Avon UK partners with Changing Faces to change perceptions around visible differences

Avon UK has proudly announced a partnership with Changing Faces, the nation’s leading charity for everyone who has a mark, scar or condition that makes them look different.

Following Avon UK’s support for Changing Faces’ #PledgeToBeSeen as part its global stand4her programme which aims to improve the lives of 100 million women each year, the organisations are now formally joining forces. Avon UK will feature more models with a visible difference in its campaigns and co-fund Changing Faces’ support and information line.

The partnership launched on Face Equality Day, a special day of celebration and action which helps to give a voice to more people with a visible difference and to change people’s perceptions so no matter how your face or body looks, you’re treated equally. As part of its 60-year anniversary campaign later this year Avon UK will feature plane crash survivor Tulsi Vagjiani who sustained second and third degree burns to 45% of her face and body. She was bullied about how she looked which affected her mental health.
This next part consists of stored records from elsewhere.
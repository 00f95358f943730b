//! The payload carried on every error completion channel.
//!
//! An [`Error`] is either a captured panic (the escape hatch for user code
//! that unwinds inside an adaptor) or an arbitrary [`std::error::Error`]
//! value. Both forms are cheaply clonable so a buffered error can be fanned
//! out to several consumers of a shared computation.

use core::fmt::{self, Debug, Display, Formatter};
use std::{any::Any, error::Error as StdError, panic::resume_unwind, sync::Arc};

use parking_lot::Mutex;

/// The error payload of an error completion.
#[derive(Clone)]
pub struct Error {
	repr: Repr,
}

#[derive(Clone)]
enum Repr {
	Panic(Arc<PanicCell>),
	Failure(Arc<dyn StdError + Send + Sync>),
}

/// A captured unwind payload plus a message rendered at capture time.
///
/// The payload itself can be resumed at most once; clones made after it was
/// taken still carry the rendered message.
struct PanicCell {
	message: String,
	payload: Mutex<Option<Box<dyn Any + Send>>>,
}

#[derive(Debug, Clone, thiserror::Error)]
#[error("{0}")]
struct MessageError(String);

impl Error {
	/// Wraps an arbitrary error value.
	pub fn failure<E: StdError + Send + Sync + 'static>(error: E) -> Self {
		Self {
			repr: Repr::Failure(Arc::new(error)),
		}
	}

	/// Wraps a plain message.
	pub fn message(message: impl Into<String>) -> Self {
		Self::failure(MessageError(message.into()))
	}

	/// Captures the payload of an unwound panic, as produced by
	/// [`std::panic::catch_unwind`].
	#[must_use]
	pub fn from_panic(payload: Box<dyn Any + Send>) -> Self {
		let message = if let Some(message) = payload.downcast_ref::<&'static str>() {
			(*message).to_owned()
		} else if let Some(message) = payload.downcast_ref::<String>() {
			message.clone()
		} else {
			"(opaque panic payload)".to_owned()
		};
		Self {
			repr: Repr::Panic(Arc::new(PanicCell {
				message,
				payload: Mutex::new(Some(payload)),
			})),
		}
	}

	/// Whether this error was captured from a panic.
	#[must_use]
	pub fn is_panic(&self) -> bool {
		matches!(self.repr, Repr::Panic(_))
	}

	/// Borrows the wrapped error value, if it is a failure of type `E`.
	#[must_use]
	pub fn downcast_ref<E: StdError + 'static>(&self) -> Option<&E> {
		match &self.repr {
			Repr::Failure(error) => {
				let error: &(dyn StdError + 'static) = &**error;
				error.downcast_ref()
			}
			Repr::Panic(_) => None,
		}
	}

	/// Resumes a captured panic on the calling thread.
	///
	/// Failures (and panics whose payload was already resumed through another
	/// clone) are returned unchanged.
	pub fn resume_panic(self) -> Self {
		if let Repr::Panic(cell) = &self.repr {
			let payload = cell.payload.lock().take();
			if let Some(payload) = payload {
				resume_unwind(payload);
			}
		}
		self
	}
}

impl<E: StdError + Send + Sync + 'static> From<E> for Error {
	fn from(error: E) -> Self {
		Self::failure(error)
	}
}

impl Display for Error {
	fn fmt(&self, f: &mut Formatter<'_>) -> fmt::Result {
		match &self.repr {
			Repr::Panic(cell) => write!(f, "panicked: {}", cell.message),
			Repr::Failure(error) => Display::fmt(error, f),
		}
	}
}

impl Debug for Error {
	fn fmt(&self, f: &mut Formatter<'_>) -> fmt::Result {
		match &self.repr {
			Repr::Panic(cell) => f.debug_tuple("Error::Panic").field(&cell.message).finish(),
			Repr::Failure(error) => f.debug_tuple("Error::Failure").field(error).finish(),
		}
	}
}

#[cfg(test)]
mod tests {
	use super::Error;

	#[derive(Debug, Clone, PartialEq, Eq, thiserror::Error)]
	#[error("code {0}")]
	struct Code(i32);

	#[test]
	fn downcasts_failures() {
		let error = Error::failure(Code(42));
		assert_eq!(error.downcast_ref::<Code>(), Some(&Code(42)));
		assert!(!error.is_panic());
	}

	#[test]
	fn renders_panic_messages() {
		let error = Error::from_panic(Box::new("boom"));
		assert!(error.is_panic());
		assert_eq!(error.to_string(), "panicked: boom");
	}

	#[test]
	fn resumes_a_panic_at_most_once() {
		let error = Error::from_panic(Box::new(String::from("boom")));
		let spare = error.clone();
		let caught = std::panic::catch_unwind(std::panic::AssertUnwindSafe(move || {
			let _ = error.resume_panic();
		}));
		assert!(caught.is_err());
		// The payload is spent; the clone degrades to a plain value.
		let spare = spare.resume_panic();
		assert!(spare.is_panic());
	}
}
Sadly, Tulsi’s experience isn’t unique. Research released by Changes Faces* this week clearly demonstrated the need for change. It revealed that approximately one in three people (29%) reported feeling depressed, sad or anxious as a result of having a visible difference like a birth mark or scar. Almost a quarter (23%) say they feel self-conscious or embarrassed going out in public because of their visible difference.

Avon is committed to championing the power of beauty and together Avon and Changing faces will work to ensure people who look different have the freedom to express themselves and are visible across fashion and beauty campaigns.

Avon was the first beauty brand to sign up to Changing Faces’ pledge to feature more people with a visible difference in its campaigns and in March,Avon UK’s ‘Perfect Nudes’ campaign featured Changing Faces ambassador Catrin Pugh, who suffered 96% burns in a coach accident.

To be a part of a beauty campaign that challenges traditional beauty stereotypes, and the stigma around ‘looking different’ is so refreshing. For people with a visible difference, the beauty counter can be an intimidating place to go. I want to send out the message that it’s ok to be different, and that true beauty is about being proud to be yourself.”